The Paradox and Future of GLP-1/GIP Combination Therapies: Efficacy and Mechanisms.

This review examines the evolution of GLP-1–based pharmacotherapies for obesity, tracing the discovery of glucagon-like peptide-1 (GLP-1) and assessing the clinical efficacy of GLP-1 receptor agonists (GLP-1RAs), with particular focus on semaglutide. The authors explore proposed central mechanisms by which GLP-1RAs may reduce appetite and body weight.
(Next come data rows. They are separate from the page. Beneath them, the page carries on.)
use std::collections::HashMap;
use std::sync::Arc;

use serde::Serialize;

use crate::domain::DatasetName;
use crate::store::Store;
use crate::table::Dataset;

#[derive(Debug, Clone, PartialEq, Eq, Serialize)]
pub struct LoadDiagnostic {
    pub dataset: DatasetName,
    pub message: String,
}

/// Absence is remembered as well as success; only [`DatasetCache::clear`]
/// forgets entries.
#[derive(Debug)]
pub struct DatasetCache {
    store: Store,
    entries: HashMap<DatasetName, Option<Arc<Dataset>>>,
    diagnostics: Vec<LoadDiagnostic>,
}

impl DatasetCache {
    pub fn new(store: Store) -> Self {
        Self {
            store,
            entries: HashMap::new(),
            diagnostics: Vec::new(),
        }
    }

    pub fn store(&self) -> &Store {
        &self.store
    }

    pub fn get(&mut self, name: DatasetName) -> Option<Arc<Dataset>> {
        if let Some(entry) = self.entries.get(&name) {
            return entry.clone();
        }
        let entry = self.load(name);
        self.entries.insert(name, entry.clone());
        entry
    }

    pub fn is_cached(&self, name: DatasetName) -> bool {
        self.entries.contains_key(&name)
    }

    pub fn diagnostics(&self) -> &[LoadDiagnostic] {
        &self.diagnostics
    }

    pub fn clear(&mut self) {
        tracing::info!(entries = self.entries.len(), "clearing dataset cache");
        self.entries.clear();
        self.diagnostics.clear();
    }

    fn load(&mut self, name: DatasetName) -> Option<Arc<Dataset>> {
        let path = self.store.locate(name)?;
        match Dataset::read(name, &path) {
            Ok(dataset) => {
                tracing::info!(dataset = %name, rows = dataset.height(), path = %path, "loaded dataset");
                Some(Arc::new(dataset))
            }
            Err(err) => {
                tracing::error!(dataset = %name, error = %err, "failed to load dataset");
                self.diagnostics.push(LoadDiagnostic {
                    dataset: name,
                    message: format!("Erro ao carregar {name}: {err}"),
                });
                None
            }
        }
    }
}

#[cfg(test)]
mod tests {
    use camino::Utf8PathBuf;

    use super::*;

    fn cache_in(temp: &tempfile::TempDir) -> DatasetCache {
        let root = Utf8PathBuf::from_path_buf(temp.path().to_path_buf()).unwrap();
        DatasetCache::new(Store::new(root))
    }

    #[test]
    fn absent_file_is_none_without_diagnostic() {
        let temp = tempfile::tempdir().unwrap();
        let mut cache = cache_in(&temp);
        assert!(cache.get(DatasetName::Nascentes).is_none());
        assert!(cache.is_cached(DatasetName::Nascentes));
        assert!(cache.diagnostics().is_empty());
    }

    #[test]
    fn corrupt_spreadsheet_is_absent_with_diagnostic() {
        let temp = tempfile::tempdir().unwrap();
        let mut cache = cache_in(&temp);
        let path = cache.store().dataset_path(DatasetName::Solos);
        std::fs::write(path.as_std_path(), b"not a workbook").unwrap();

        assert!(cache.get(DatasetName::Solos).is_none());
        assert_eq!(cache.diagnostics().len(), 1);
        assert_eq!(cache.diagnostics()[0].dataset, DatasetName::Solos);
        assert!(cache.diagnostics()[0].message.contains("solos_otto.xlsx"));
    }

    #[test]
    fn loads_are_memoized_until_cleared() {
        let temp = tempfile::tempdir().unwrap();
        let mut cache = cache_in(&temp);
        let path = cache.store().csv_path(DatasetName::Caf);
        std::fs::write(path.as_std_path(), b"ID,nome\n1,a\n2,b\n").unwrap();

        let first = cache.get(DatasetName::Caf).unwrap();
        std::fs::write(path.as_std_path(), b"ID,nome\n1,a\n").unwrap();
        let second = cache.get(DatasetName::Caf).unwrap();
        assert!(Arc::ptr_eq(&first, &second));
        assert_eq!(second.height(), 2);

        cache.clear();
        assert!(!cache.is_cached(DatasetName::Caf));
        assert_eq!(cache.get(DatasetName::Caf).unwrap().height(), 1);
    }
}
A substantial portion of the review addresses the "paradox" surrounding glucose-dependent insulinotropic polypeptide receptor (GIPR) targeting: both dual GLP-1R/GIPR agonism (as seen with tirzepatide) and GLP-1R agonism combined with GIPR antagonism (as seen with maridebart cafraglutide) appear to yield favorable metabolic outcomes. The authors note a lack of evidence that GIPR agonism or antagonism alone produces meaningful anorectic effects in humans, raising mechanistic questions about how GIPR modulation enhances GLP-1RA efficacy. The review concludes by exploring additional explanations for why dual-targeting compounds appear to outperform semaglutide monotherapy. As a narrative review, this paper synthesizes existing literature rather than generating new primary data, and its conclusions are dependent on the quality and scope of the studies reviewed.

Why this grade: This is a narrative review that synthesizes existing preclinical and clinical literature rather than presenting original trial data, so it is graded as review-level evidence.